[Task details]
Return only the stretch of the material below that begins with the line containing "mod backend;" and ends with the line containing "filter = EnvFilter::try_from_default_env().unwrap_or_else(|_|", exactly; both of those lines belong to it.

[Supplied entries]
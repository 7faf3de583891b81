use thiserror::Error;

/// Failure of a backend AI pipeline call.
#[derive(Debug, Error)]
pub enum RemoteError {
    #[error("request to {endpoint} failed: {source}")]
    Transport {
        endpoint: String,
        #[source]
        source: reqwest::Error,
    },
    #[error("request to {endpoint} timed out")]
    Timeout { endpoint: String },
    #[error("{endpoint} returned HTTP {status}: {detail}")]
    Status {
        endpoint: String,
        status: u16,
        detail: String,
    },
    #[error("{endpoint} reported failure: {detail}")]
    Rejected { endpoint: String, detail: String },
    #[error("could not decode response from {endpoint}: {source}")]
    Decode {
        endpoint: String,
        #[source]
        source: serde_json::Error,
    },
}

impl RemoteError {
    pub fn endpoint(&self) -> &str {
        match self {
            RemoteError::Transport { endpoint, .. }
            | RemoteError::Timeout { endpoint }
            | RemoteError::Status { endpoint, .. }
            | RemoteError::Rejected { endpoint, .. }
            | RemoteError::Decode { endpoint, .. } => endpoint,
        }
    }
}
* * *
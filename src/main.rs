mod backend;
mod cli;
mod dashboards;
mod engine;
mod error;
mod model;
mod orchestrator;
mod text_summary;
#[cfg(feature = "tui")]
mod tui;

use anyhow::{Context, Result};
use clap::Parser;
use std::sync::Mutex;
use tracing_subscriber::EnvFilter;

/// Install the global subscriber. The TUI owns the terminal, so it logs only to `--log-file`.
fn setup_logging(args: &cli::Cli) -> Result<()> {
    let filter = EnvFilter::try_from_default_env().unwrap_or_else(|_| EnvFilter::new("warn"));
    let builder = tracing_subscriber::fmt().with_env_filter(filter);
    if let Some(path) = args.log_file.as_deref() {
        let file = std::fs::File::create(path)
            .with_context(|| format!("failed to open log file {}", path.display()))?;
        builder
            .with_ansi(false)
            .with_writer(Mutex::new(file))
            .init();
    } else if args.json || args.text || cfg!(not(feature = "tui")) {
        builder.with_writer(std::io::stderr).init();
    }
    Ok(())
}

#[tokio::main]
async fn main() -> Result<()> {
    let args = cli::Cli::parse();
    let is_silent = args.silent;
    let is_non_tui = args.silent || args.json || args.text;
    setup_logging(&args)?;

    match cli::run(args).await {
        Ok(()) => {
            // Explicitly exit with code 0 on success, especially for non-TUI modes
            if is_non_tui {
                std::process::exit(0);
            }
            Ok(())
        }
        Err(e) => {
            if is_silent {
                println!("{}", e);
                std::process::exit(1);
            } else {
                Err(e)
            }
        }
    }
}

[Answer to this task]
mod backend;
mod cli;
mod dashboards;
mod engine;
mod error;
mod model;
mod orchestrator;
mod text_summary;
#[cfg(feature = "tui")]
mod tui;

use anyhow::{Context, Result};
use clap::Parser;
use std::sync::Mutex;
use tracing_subscriber::EnvFilter;

/// Install the global subscriber. The TUI owns the terminal, so it logs only to `--log-file`.
fn setup_logging(args: &cli::Cli) -> Result<()> {
    let filter = EnvFilter::try_from_default_env().unwrap_or_else(|_| EnvFilter::new("warn"));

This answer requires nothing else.